De acordo com Claudio Bertolli Filho, professor de antropologia da Universidade Estadual Paulista (Unesp), como a mutilação genital representa valores centenários para esses países, a permanência da prática deve ser discutida e, em muitos casos, respeitada.
"Essa é uma cultura que passa de geração para geração. Para nós ocidentais, por exemplo, é normal a mulher implantar silicone em várias partes do corpo e fazer cirurgia de reconstituição de hímen para ficar virgem novamente. Se a circuncisão não for total, não acho que deveria ser erradicada", pondera.
Já Olga, do Instituto de Estudos de Gênero da UFSC, acredita que o procedimento, considerado uma violação dos direitos humanos, não pode ser mantido apenas por seu "questionável valor cultural". "Essa prática, além de violar a dignidade humana, também viola os direitos da criança, já que meninas entre quatro e oito anos também são violadas. Não podemos legitimar crueldades e desigualdades com a desculpa da tradição", argumenta.
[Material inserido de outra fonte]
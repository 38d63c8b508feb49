//! Key layout in the external store.
//!
//! Every key is the configured prefix, a one-letter tag and a suffix:
//!
//! | tag | key                  | value                                  |
//! |-----|----------------------|----------------------------------------|
//! | `s` | session data         | serialized payload                     |
//! | `z` | session to group     | group identifier string                |
//! | `g` | group index          | sorted set of membership entries       |
//! | `b` | rate-limit bucket    | hash `{t: last update ns, b: tokens}`  |

use crate::inner::SessionId;

/// Separates the two keys inside a group membership entry.
pub const MEMBER_SEPARATOR: char = '|';

#[derive(Debug, Clone, Default, PartialEq, Eq)]
pub struct KeyCodec {
    prefix: String,
}

impl KeyCodec {
    pub fn new(prefix: &str) -> Self {
        KeyCodec {
            prefix: prefix.to_string(),
        }
    }

    pub fn session_key(&self, id: &SessionId) -> String {
        format!("{}s{}", self.prefix, id)
    }

    pub fn session_to_group_key(&self, id: &SessionId) -> String {
        format!("{}z{}", self.prefix, id)
    }

    pub fn group_key(&self, group: &str) -> String {
        format!("{}g{}", self.prefix, group)
    }

    pub fn rate_limit_key(&self, client: &str) -> String {
        format!("{}b{}", self.prefix, client)
    }

    pub fn membership(&self, id: &SessionId) -> Membership {
        Membership {
            session_key: self.session_key(id),
            pointer_key: self.session_to_group_key(id),
        }
    }
}

/// One entry of a group index: the session key and its pointer key.
#[derive(Debug, Clone, PartialEq, Eq)]
pub struct Membership {
    pub session_key: String,
    pub pointer_key: String,
}

impl Membership {
    pub fn encode(&self) -> String {
        format!("{}{}{}", self.session_key, MEMBER_SEPARATOR, self.pointer_key)
    }

    /// Parses a stored entry. Entries without a separator are treated as a
    /// bare key so they still get deleted.
    pub fn decode(entry: &str) -> Membership {
        match entry.split_once(MEMBER_SEPARATOR) {
            Some((session_key, pointer_key)) => Membership {
                session_key: session_key.to_string(),
                pointer_key: pointer_key.to_string(),
            },
            None => Membership {
                session_key: entry.to_string(),
                pointer_key: String::new(),
            },
        }
    }

    pub fn keys(&self) -> impl Iterator<Item = &str> {
        [self.session_key.as_str(), self.pointer_key.as_str()]
            .into_iter()
            .filter(|key| !key.is_empty())
    }
}
//! Command encodings shared by the standalone and cluster Redis backends.

use crate::bucket::{TakeToken, TOKEN_BUCKET_SCRIPT};
use crate::error::StoreError;
use deadpool_redis::redis::aio::ConnectionLike;
use deadpool_redis::redis::{self, Script};
use std::sync::LazyLock;
use std::time::Duration;

pub(crate) static TOKEN_BUCKET: LazyLock<Script> = LazyLock::new(|| Script::new(TOKEN_BUCKET_SCRIPT));

/// Deletes a group index and the keys named by its entries in one script.
///
/// KEYS[1] = group key
///
/// Returns the number of entries removed.
const INVALIDATE_GROUP_SCRIPT: &str = r#"
    local members = redis.call('ZRANGE', KEYS[1], 0, -1)
    for _, member in ipairs(members) do
        local sep = string.find(member, '|', 1, true)
        if sep then
            redis.call('DEL', string.sub(member, 1, sep - 1), string.sub(member, sep + 1))
        else
            redis.call('DEL', member)
        end
    end
    redis.call('DEL', KEYS[1])
    return #members
"#;

pub(crate) static INVALIDATE_GROUP: LazyLock<Script> =
    LazyLock::new(|| Script::new(INVALIDATE_GROUP_SCRIPT));

/// PX/PEXPIRE argument. Redis rejects anything past `i64::MAX` ms.
fn millis(ttl: Duration) -> Result<i64, StoreError> {
    i64::try_from(ttl.as_millis())
        .map(|ms| ms.max(1))
        .map_err(|_| StoreError::InvalidExpire(ttl))
}

pub(crate) async fn get<C: ConnectionLike + Send>(
    conn: &mut C,
    key: &str,
) -> Result<Option<Vec<u8>>, StoreError> {
    Ok(redis::cmd("GET").arg(key).query_async(conn).await?)
}

pub(crate) async fn set_px<C: ConnectionLike + Send>(
    conn: &mut C,
    key: &str,
    value: &[u8],
    ttl: Duration,
) -> Result<(), StoreError> {
    let _: () = redis::cmd("SET")
        .arg(key)
        .arg(value)
        .arg("PX")
        .arg(millis(ttl)?)
        .query_async(conn)
        .await?;
    Ok(())
}

pub(crate) async fn del<C: ConnectionLike + Send>(
    conn: &mut C,
    keys: &[String],
) -> Result<u64, StoreError> {
    if keys.is_empty() {
        return Ok(0);
    }
    Ok(redis::cmd("DEL").arg(keys).query_async(conn).await?)
}

pub(crate) async fn zadd<C: ConnectionLike + Send>(
    conn: &mut C,
    key: &str,
    member: &str,
    score: f64,
) -> Result<(), StoreError> {
    let _: u64 = redis::cmd("ZADD")
        .arg(key)
        .arg(score)
        .arg(member)
        .query_async(conn)
        .await?;
    Ok(())
}

pub(crate) async fn zrem<C: ConnectionLike + Send>(
    conn: &mut C,
    key: &str,
    members: &[String],
) -> Result<u64, StoreError> {
    if members.is_empty() {
        return Ok(0);
    }
    Ok(redis::cmd("ZREM")
        .arg(key)
        .arg(members)
        .query_async(conn)
        .await?)
}

pub(crate) async fn zrange<C: ConnectionLike + Send>(
    conn: &mut C,
    key: &str,
    start: isize,
    stop: isize,
) -> Result<Vec<String>, StoreError> {
    Ok(redis::cmd("ZRANGE")
        .arg(key)
        .arg(start)
        .arg(stop)
        .query_async(conn)
        .await?)
}

pub(crate) async fn zcard<C: ConnectionLike + Send>(
    conn: &mut C,
    key: &str,
) -> Result<u64, StoreError> {
    Ok(redis::cmd("ZCARD").arg(key).query_async(conn).await?)
}

pub(crate) async fn pexpire<C: ConnectionLike + Send>(
    conn: &mut C,
    key: &str,
    ttl: Duration,
) -> Result<bool, StoreError> {
    Ok(redis::cmd("PEXPIRE")
        .arg(key)
        .arg(millis(ttl)?)
        .query_async(conn)
        .await?)
}

pub(crate) async fn take_token<C: ConnectionLike + Send>(
    conn: &mut C,
    key: &str,
    request: TakeToken,
) -> Result<bool, StoreError> {
    let ok: i64 = TOKEN_BUCKET
        .key(key)
        .arg(request.now_ns)
        .arg(request.rate_per_ns)
        .arg(request.capacity)
        .invoke_async(conn)
        .await?;
    match ok {
        0 => Ok(false),
        1 => Ok(true),
        other => Err(StoreError::UnexpectedReply(format!(
            "token bucket script returned {other}"
        ))),
    }
}

pub(crate) async fn invalidate_group<C: ConnectionLike + Send>(
    conn: &mut C,
    group_key: &str,
) -> Result<u64, StoreError> {
    Ok(INVALIDATE_GROUP.key(group_key).invoke_async(conn).await?)
}

pub(crate) async fn ping<C: ConnectionLike + Send>(conn: &mut C) -> Result<(), StoreError> {
    let pong: String = redis::cmd("PING").query_async(conn).await?;
    if pong != "PONG" {
        return Err(StoreError::UnexpectedReply(format!("PING returned {pong}")));
    }
    Ok(())
}

#[cfg(test)]
mod tests {
    use super::*;

    #[test]
    fn expiry_arguments_stay_in_redis_range() {
        assert_eq!(millis(Duration::from_micros(10)).unwrap(), 1);
        assert_eq!(millis(Duration::from_secs(2)).unwrap(), 2000);
        assert_eq!(
            millis(Duration::from_millis(i64::MAX as u64)).unwrap(),
            i64::MAX
        );
        assert!(matches!(
            millis(Duration::from_secs(u64::MAX)),
            Err(StoreError::InvalidExpire(_))
        ));
    }
}
use crate::error::{Error, Result};
use crate::inner::{GroupId, InvalidationMode, SessionId, StoreOptions};
use crate::keys::{KeyCodec, Membership};
use crate::limiter::RateLimiter;
use crate::storage::memory::MemoryStorage;
use crate::storage::{self, Storage};
use serde::de::DeserializeOwned;
use serde::Serialize;
use std::sync::atomic::{AtomicU64, Ordering};
use std::time::{Duration, SystemTime, UNIX_EPOCH};
use tracing::{debug, warn};

/// Sessions, session groups and per-client rate limits on top of a shared
/// key-value store.
///
/// A session lives under its own key. When it belongs to a group, a pointer
/// key records the group and the group's sorted set gets one entry naming
/// both keys. All three carry the session duration as TTL, so an untouched
/// session disappears with its bookkeeping. None of the multi-command
/// sequences are transactions: concurrent writers may leave orphaned
/// entries behind, which then expire on their own.
#[derive(Clone)]
pub struct SessionStore<S: Storage> {
    storage: S,
    keys: KeyCodec,
    session_duration: Duration,
    max_sessions_per_group: usize,
    invalidation: InvalidationMode,
    limiter: RateLimiter<S>,
}

#[cfg(feature = "redis")]
impl SessionStore<crate::storage::redis::RedisStorage> {
    /// Connects to the Redis server named in `options`.
    pub async fn connect(options: StoreOptions) -> Result<Self> {
        let storage = crate::storage::redis::RedisStorage::connect(&options).await?;
        SessionStore::new(storage, options)
    }
}

impl SessionStore<MemoryStorage> {
    pub fn in_memory(options: StoreOptions) -> Result<Self> {
        SessionStore::new(MemoryStorage::new(), options)
    }
}

impl<S: Storage> SessionStore<S> {
    pub fn new(storage: S, options: StoreOptions) -> Result<Self> {
        options.validate()?;
        let keys = KeyCodec::new(&options.key_prefix);
        Ok(SessionStore {
            limiter: RateLimiter::new(storage.clone(), keys.clone()),
            storage,
            keys,
            session_duration: options.session_duration,
            max_sessions_per_group: options.max_sessions_per_group,
            invalidation: options.invalidation,
        })
    }

    pub fn storage(&self) -> &S {
        &self.storage
    }

    pub fn keys(&self) -> &KeyCodec {
        &self.keys
    }

    pub fn rate_limiter(&self) -> &RateLimiter<S> {
        &self.limiter
    }

    /// Stores `payload` under `id`, optionally adding the session to `group`.
    ///
    /// When the group is capped, the oldest sessions beyond the cap are
    /// deleted.
    pub async fn set_session<T>(&self, id: &SessionId, group: Option<GroupId>, payload: &T) -> Result<()>
    where
        T: Serialize + ?Sized,
    {
        let encoded = serde_json::to_vec(payload).map_err(Error::Encode)?;
        let group = group.map(|group| group.to_key_string()).transpose()?;

        let session_key = self.keys.session_key(id);
        self.storage
            .set_px(&session_key, &encoded, self.session_duration)
            .await?;

        let Some(group) = group else {
            debug!(session = %id, "stored session");
            return Ok(());
        };

        let membership = self.keys.membership(id);
        let group_key = self.keys.group_key(&group);
        self.storage
            .set_px(&membership.pointer_key, group.as_bytes(), self.session_duration)
            .await?;
        self.storage
            .zadd(&group_key, &membership.encode(), next_score())
            .await?;
        self.storage
            .pexpire(&group_key, self.session_duration)
            .await?;
        debug!(session = %id, group = %group, "stored grouped session");

        if self.max_sessions_per_group > 0 {
            self.enforce_cap(&group_key).await?;
        }
        Ok(())
    }

    async fn enforce_cap(&self, group_key: &str) -> Result<()> {
        let count = self.storage.zcard(group_key).await? as usize;
        if count <= self.max_sessions_per_group {
            return Ok(());
        }
        let excess = count - self.max_sessions_per_group;
        let oldest = self
            .storage
            .zrange(group_key, 0, excess as isize - 1)
            .await?;
        self.storage.zrem(group_key, &oldest).await?;
        let doomed: Vec<String> = oldest
            .iter()
            .flat_map(|entry| {
                Membership::decode(entry)
                    .keys()
                    .map(str::to_string)
                    .collect::<Vec<_>>()
            })
            .collect();
        self.storage.del(&doomed).await?;
        warn!(
            group_key,
            evicted = oldest.len(),
            cap = self.max_sessions_per_group,
            "evicted oldest sessions over group cap"
        );
        Ok(())
    }

    /// Loads and decodes the session stored under `id`.
    pub async fn session<T: DeserializeOwned>(&self, id: &SessionId) -> Result<T> {
        let Some(encoded) = self.storage.get(&self.keys.session_key(id)).await? else {
            return Err(Error::SessionNotFound);
        };
        serde_json::from_slice(&encoded).map_err(Error::CorruptSession)
    }

    /// Deletes a session and, when its group pointer is still around, its
    /// group membership. Deleting a missing session is not an error.
    pub async fn delete_session(&self, id: &SessionId) -> Result<()> {
        let membership = self.keys.membership(id);
        self.storage
            .del(std::slice::from_ref(&membership.session_key))
            .await?;

        let Some(group) = self.storage.get(&membership.pointer_key).await? else {
            debug!(session = %id, "deleted ungrouped session");
            return Ok(());
        };
        let group = String::from_utf8_lossy(&group);
        let group_key = self.keys.group_key(&group);
        self.storage
            .del(std::slice::from_ref(&membership.pointer_key))
            .await?;
        self.storage
            .zrem(&group_key, &[membership.encode()])
            .await?;
        debug!(session = %id, group = %group, "deleted grouped session");
        Ok(())
    }

    /// Deletes every session currently listed in `group`, and the group itself.
    pub async fn invalidate_sessions(&self, group: impl Into<GroupId>) -> Result<()> {
        let group = group.into().to_key_string()?;
        let group_key = self.keys.group_key(&group);
        let removed = match self.invalidation {
            InvalidationMode::Atomic => self.storage.invalidate_group(&group_key).await?,
            InvalidationMode::BestEffort => {
                storage::two_step_invalidate(&self.storage, &group_key).await?
            }
        };
        debug!(group = %group, removed, "invalidated session group");
        Ok(())
    }

    /// Membership entries of `group`, oldest first.
    pub async fn group_members(&self, group: impl Into<GroupId>) -> Result<Vec<Membership>> {
        let group = group.into().to_key_string()?;
        let entries = self
            .storage
            .zrange(&self.keys.group_key(&group), 0, -1)
            .await?;
        Ok(entries.iter().map(|entry| Membership::decode(entry)).collect())
    }

    /// Takes one token from `client`'s bucket; see [`RateLimiter::consume`].
    pub async fn consume(&self, client: &str, rate: f64, capacity: f64) -> Result<()> {
        self.limiter.consume(client, rate, capacity).await
    }
}

/// Group entry score: wall-clock microseconds, bumped past the previous
/// score so entries written by this process never tie.
fn next_score() -> f64 {
    static LAST: AtomicU64 = AtomicU64::new(0);
    let now = SystemTime::now()
        .duration_since(UNIX_EPOCH)
        .map_or(0, |elapsed| elapsed.as_micros() as u64);
    let (Ok(prev) | Err(prev)) =
        LAST.fetch_update(Ordering::Relaxed, Ordering::Relaxed, |last| {
            Some(now.max(last + 1))
        });
    now.max(prev + 1) as f64
}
Pelo fim da mutilação genital
Na Somália, o procedimento é proibido por lei, mas nem sempre respeitado. Em regiões como a autônoma Puntland, no nordeste somali, além da legislação há ainda uma fatwa religiosa – decreto islâmico – impedindo a prática. O Unicef em parceria com o Fundo de População das Nações Unidas e o governo federal da Somália atuam para implementar novas legislações sobre o assunto e contam com auxílio de assistentes sociais e médicos, entre outros profissionais, para aconselhar a população a se opor à prática nas áreas mais isoladas do continente.
"Para mudar essa realidade, precisamos de uma combinação de ações e intervenções, incluindo a execução de políticas sociais e de líderes religiosos como influenciadores e agentes-chave nas comunidades", explica Sheema Sengupta.
Terrorismo e fome
Alvo de disputa no período colonial entre o Reino Unido, França e a Itália, a Somália foi criada em 1960 e, desde então, seu desenvolvimento econômico e social tem sido lento. Com a relação azedada com os vizinhos Quênia, Etiópia e Djibouti por suas reivindicações territoriais, o país só passou a desfrutar de alguma estabilidade a partir de 2012, com a queda do presidente Barre e a instauração de um novo governo. Mas os anos de ausência política expressiva trouxe consequências difíceis para a nação.
O grupo terrorista Al-Shabab – A Juventude, em árabe –, responsável pelo ataque terrorista à universidade do Quênia que deixou 148 mortos e cuja ligação com a rede Al-Qaeda é conhecida internacionalmente, foi um resultado da crise. Criado em 2006 como uma ala radical da extinta União das Cortes Islâmicas da Somália, que combatia as forças etíopes apoiadoras do fraco governo interino, o grupo tem grande influência nas áreas rurais do país e realiza ataques sistemáticos tanto dentro quanto fora da Somália.
A ascensão da pirataria somali também despertou preocupação internacional e levou até a Organização do Tratado do Atlântico Norte (Otan) a assumir a liderança em uma grande operação antipirataria. Os esforços internacionais começaram a dar frutos em 2012, quando os ataques piratas caíram drasticamente nessa região.
Mas os problemas do país não se limitam ao terrorismo. Entre 1992 e 2012, a Somália contabilizou cerca de meio milhão de mortes em decorrência da fome. Somente em 2011, durante uma das piores secas em seis décadas na África, mais de 250 mil foram mortos – metade crianças com menos de 5 anos, conforme indicou o Consórcio de Organizações Não Governamentais. Outros milhares ficaram à beira da inanição e fugiram para o Quênia e Etiópia em busca de comida.